--- START ---

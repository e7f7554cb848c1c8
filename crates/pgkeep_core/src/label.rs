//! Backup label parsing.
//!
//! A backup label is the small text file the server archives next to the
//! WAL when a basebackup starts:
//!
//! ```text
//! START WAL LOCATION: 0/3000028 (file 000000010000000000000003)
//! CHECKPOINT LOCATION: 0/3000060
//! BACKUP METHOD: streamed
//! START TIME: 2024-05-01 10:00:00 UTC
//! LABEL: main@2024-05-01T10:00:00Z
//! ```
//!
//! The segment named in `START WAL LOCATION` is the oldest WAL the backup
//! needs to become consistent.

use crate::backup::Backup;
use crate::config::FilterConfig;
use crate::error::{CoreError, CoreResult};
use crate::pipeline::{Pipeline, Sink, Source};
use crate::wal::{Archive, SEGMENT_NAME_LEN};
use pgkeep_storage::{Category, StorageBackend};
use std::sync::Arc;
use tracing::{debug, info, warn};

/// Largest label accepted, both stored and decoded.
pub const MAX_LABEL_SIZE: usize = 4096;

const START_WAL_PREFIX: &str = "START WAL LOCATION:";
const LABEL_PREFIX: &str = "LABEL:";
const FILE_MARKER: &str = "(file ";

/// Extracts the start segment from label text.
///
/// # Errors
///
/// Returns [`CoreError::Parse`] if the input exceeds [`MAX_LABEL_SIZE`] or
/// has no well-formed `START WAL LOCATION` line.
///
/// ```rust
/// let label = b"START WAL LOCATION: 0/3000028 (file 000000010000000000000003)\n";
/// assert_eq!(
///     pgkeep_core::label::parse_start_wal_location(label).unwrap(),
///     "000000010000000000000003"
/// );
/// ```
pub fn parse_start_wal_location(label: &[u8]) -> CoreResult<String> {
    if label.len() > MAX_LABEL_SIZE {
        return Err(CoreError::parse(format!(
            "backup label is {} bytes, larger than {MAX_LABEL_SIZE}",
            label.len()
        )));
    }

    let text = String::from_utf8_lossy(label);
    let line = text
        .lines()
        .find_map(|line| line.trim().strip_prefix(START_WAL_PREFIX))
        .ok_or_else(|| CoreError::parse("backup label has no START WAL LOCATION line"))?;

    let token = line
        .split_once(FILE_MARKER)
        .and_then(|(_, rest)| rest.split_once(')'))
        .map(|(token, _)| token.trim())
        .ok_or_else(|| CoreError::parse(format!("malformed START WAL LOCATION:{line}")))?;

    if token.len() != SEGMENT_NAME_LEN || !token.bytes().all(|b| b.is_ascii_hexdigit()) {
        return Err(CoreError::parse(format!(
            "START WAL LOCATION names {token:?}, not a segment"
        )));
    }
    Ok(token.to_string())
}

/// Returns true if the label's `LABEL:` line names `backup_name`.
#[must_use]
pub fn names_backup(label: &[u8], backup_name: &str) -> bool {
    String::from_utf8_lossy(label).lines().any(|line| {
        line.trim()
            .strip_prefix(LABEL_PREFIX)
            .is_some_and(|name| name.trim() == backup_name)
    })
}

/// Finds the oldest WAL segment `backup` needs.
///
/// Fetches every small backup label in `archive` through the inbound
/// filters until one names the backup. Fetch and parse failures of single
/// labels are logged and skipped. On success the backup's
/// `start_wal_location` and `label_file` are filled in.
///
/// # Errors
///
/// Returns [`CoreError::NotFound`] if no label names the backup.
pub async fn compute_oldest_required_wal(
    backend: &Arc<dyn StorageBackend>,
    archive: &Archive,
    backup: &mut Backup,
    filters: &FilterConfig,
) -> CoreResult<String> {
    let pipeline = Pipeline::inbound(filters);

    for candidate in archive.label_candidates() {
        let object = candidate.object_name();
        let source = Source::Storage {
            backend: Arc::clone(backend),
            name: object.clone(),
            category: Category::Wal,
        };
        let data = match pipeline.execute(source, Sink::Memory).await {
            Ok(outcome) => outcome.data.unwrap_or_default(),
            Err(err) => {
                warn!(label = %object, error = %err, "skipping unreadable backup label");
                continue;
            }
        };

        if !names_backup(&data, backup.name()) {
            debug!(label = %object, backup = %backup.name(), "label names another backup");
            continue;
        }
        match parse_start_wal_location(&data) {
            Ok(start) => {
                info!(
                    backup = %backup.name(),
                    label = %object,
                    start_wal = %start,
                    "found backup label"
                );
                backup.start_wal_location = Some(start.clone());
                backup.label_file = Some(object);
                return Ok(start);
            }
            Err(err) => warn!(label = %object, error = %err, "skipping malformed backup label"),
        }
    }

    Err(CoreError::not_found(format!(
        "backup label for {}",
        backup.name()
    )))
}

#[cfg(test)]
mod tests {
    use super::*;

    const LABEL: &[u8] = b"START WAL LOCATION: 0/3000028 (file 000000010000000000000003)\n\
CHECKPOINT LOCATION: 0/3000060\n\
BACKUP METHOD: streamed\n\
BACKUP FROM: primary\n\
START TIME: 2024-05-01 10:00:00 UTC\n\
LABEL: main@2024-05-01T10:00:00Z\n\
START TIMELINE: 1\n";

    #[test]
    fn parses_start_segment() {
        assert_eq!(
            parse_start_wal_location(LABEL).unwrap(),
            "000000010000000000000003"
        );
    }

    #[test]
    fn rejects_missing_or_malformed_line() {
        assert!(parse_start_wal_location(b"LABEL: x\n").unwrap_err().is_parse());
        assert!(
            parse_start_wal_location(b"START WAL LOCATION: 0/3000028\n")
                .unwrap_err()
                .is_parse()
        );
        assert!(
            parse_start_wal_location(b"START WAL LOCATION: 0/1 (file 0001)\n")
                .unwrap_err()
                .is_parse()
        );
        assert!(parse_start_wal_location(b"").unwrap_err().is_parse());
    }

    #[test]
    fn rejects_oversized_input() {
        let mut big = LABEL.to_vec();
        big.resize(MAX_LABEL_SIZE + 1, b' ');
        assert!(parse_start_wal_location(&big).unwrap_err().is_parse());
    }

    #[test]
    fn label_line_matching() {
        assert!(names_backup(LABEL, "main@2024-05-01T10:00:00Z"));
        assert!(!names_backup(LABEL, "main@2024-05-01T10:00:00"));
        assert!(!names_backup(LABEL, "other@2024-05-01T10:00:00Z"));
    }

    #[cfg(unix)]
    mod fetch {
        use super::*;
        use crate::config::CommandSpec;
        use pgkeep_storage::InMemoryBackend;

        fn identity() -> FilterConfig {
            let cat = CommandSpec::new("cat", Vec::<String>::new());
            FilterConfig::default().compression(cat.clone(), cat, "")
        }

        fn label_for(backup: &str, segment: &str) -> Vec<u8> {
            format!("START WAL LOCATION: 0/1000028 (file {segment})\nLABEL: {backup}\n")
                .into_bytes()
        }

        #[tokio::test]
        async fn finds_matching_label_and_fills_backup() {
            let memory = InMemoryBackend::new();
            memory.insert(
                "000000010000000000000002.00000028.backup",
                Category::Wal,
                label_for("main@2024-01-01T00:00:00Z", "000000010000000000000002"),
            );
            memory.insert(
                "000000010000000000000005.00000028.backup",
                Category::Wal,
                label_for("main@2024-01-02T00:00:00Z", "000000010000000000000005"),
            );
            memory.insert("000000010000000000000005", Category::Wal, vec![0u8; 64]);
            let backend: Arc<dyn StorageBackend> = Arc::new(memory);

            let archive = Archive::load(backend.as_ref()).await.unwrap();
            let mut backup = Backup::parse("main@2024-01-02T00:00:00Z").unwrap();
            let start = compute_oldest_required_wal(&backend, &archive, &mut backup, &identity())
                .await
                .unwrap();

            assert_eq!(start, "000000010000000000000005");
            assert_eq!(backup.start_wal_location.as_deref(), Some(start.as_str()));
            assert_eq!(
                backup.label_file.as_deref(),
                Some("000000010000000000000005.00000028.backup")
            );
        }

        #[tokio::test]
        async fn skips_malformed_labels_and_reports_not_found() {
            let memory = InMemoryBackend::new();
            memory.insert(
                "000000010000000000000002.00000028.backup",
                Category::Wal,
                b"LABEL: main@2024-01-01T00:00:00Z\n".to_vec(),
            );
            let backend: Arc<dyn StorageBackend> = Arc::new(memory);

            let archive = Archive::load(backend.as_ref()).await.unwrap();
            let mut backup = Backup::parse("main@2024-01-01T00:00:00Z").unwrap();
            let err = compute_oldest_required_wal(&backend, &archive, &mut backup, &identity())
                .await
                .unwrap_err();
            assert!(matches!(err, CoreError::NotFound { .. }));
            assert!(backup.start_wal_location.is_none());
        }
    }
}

--- END ---

What you have to do — Above this instruction are the records; retype exactly the lines from the one containing "Returns true if" up to and including the one containing "through the inbound".

The answer —
/// Returns true if the label's `LABEL:` line names `backup_name`.
#[must_use]
pub fn names_backup(label: &[u8], backup_name: &str) -> bool {
    String::from_utf8_lossy(label).lines().any(|line| {
        line.trim()
            .strip_prefix(LABEL_PREFIX)
            .is_some_and(|name| name.trim() == backup_name)
    })
}

/// Finds the oldest WAL segment `backup` needs.
///
/// Fetches every small backup label in `archive` through the inbound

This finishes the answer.